Please write out the listing beneath this sentence exactly, from its first line to the line with "pub mod error;", and stop there.

**DATA FOR THE TASK**:
· · · · ·

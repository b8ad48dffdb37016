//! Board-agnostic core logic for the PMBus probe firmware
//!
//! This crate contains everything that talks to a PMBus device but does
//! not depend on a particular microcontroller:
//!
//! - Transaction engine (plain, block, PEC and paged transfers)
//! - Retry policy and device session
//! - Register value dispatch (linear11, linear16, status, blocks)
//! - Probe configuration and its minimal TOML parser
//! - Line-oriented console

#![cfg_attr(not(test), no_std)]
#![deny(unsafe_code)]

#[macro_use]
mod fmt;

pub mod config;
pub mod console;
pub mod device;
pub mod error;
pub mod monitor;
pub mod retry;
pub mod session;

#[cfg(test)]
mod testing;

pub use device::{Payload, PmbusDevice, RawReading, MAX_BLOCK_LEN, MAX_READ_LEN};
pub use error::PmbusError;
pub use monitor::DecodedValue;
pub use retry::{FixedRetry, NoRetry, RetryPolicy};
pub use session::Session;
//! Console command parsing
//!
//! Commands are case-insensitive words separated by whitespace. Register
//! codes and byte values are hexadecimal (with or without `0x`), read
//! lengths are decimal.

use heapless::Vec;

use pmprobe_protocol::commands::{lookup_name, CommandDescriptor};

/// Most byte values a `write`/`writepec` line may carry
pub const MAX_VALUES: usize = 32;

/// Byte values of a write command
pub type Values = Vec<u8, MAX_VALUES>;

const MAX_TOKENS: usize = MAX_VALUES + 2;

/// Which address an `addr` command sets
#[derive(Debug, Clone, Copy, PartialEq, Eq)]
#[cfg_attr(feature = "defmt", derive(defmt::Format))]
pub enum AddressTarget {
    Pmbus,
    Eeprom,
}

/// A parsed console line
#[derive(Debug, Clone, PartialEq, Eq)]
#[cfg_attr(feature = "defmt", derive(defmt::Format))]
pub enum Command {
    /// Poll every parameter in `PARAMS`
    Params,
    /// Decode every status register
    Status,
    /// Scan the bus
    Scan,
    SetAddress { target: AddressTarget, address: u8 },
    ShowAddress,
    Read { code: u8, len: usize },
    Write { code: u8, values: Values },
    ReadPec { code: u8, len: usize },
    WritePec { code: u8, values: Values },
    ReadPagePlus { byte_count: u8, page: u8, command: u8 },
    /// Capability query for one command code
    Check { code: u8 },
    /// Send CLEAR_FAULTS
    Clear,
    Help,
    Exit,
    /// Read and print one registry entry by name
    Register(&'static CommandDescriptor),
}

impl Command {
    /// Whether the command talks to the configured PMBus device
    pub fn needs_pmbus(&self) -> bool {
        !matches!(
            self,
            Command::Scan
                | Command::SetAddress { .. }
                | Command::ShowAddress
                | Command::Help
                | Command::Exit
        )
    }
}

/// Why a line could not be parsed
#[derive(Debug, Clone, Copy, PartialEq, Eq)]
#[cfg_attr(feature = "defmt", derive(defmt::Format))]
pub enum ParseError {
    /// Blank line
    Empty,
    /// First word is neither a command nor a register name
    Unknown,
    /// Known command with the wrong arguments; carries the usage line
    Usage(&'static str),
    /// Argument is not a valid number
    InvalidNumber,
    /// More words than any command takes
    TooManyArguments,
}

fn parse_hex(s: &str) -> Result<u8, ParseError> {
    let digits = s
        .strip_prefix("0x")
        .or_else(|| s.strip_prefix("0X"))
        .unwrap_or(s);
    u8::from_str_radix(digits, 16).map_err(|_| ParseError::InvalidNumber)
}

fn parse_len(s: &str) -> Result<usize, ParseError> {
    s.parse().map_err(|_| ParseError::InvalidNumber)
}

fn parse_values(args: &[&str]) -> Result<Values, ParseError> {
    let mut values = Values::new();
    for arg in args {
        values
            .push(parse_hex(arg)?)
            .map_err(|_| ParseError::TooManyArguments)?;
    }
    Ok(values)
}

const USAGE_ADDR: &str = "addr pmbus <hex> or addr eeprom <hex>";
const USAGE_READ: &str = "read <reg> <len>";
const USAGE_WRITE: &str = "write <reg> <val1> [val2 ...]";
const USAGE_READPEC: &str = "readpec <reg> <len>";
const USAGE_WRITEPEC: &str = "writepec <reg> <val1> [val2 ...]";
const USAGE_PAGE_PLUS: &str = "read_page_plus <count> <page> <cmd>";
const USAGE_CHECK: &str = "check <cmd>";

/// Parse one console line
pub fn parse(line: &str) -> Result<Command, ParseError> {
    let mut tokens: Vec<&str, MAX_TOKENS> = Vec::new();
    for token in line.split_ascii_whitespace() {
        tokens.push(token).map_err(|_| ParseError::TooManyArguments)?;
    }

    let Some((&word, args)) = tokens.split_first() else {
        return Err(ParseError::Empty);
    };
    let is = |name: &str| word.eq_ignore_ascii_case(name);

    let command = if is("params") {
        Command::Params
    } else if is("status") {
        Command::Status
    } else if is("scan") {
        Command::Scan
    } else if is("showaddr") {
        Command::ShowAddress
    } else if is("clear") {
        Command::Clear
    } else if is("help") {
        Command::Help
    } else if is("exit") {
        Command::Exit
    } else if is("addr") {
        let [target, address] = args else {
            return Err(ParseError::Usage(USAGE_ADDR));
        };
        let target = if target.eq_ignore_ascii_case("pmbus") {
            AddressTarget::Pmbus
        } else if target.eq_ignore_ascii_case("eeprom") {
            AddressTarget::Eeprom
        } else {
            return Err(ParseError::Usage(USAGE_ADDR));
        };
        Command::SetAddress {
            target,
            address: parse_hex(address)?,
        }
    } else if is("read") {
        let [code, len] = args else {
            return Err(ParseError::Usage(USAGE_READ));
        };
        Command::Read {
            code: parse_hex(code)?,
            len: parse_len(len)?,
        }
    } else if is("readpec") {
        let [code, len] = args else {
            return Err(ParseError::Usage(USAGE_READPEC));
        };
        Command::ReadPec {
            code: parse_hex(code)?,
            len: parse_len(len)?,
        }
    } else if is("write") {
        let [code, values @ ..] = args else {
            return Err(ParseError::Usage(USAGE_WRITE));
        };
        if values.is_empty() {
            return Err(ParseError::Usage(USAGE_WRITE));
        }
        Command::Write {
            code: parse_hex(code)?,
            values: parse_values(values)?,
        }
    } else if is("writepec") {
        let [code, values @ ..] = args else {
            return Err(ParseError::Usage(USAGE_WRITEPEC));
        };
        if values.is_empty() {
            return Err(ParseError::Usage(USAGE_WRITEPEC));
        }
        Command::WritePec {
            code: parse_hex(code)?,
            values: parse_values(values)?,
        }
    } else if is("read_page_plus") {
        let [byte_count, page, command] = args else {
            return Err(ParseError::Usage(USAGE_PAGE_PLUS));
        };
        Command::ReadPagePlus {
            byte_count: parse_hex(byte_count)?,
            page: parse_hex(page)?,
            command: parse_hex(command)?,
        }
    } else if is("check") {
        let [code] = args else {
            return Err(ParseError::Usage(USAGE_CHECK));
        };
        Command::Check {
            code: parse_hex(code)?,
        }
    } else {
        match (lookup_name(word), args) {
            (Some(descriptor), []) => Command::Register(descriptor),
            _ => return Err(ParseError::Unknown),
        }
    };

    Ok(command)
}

· · · · ·

**ANSWER TO THIS EXERCISE**:
repository b8ad48dffdb37016
//! Board-agnostic core logic for the PMBus probe firmware
//!
//! This crate contains everything that talks to a PMBus device but does
//! not depend on a particular microcontroller:
//!
//! - Transaction engine (plain, block, PEC and paged transfers)
//! - Retry policy and device session
//! - Register value dispatch (linear11, linear16, status, blocks)
//! - Probe configuration and its minimal TOML parser
//! - Line-oriented console

#![cfg_attr(not(test), no_std)]
#![deny(unsafe_code)]

#[macro_use]
mod fmt;

pub mod config;
pub mod console;
pub mod device;
pub mod error;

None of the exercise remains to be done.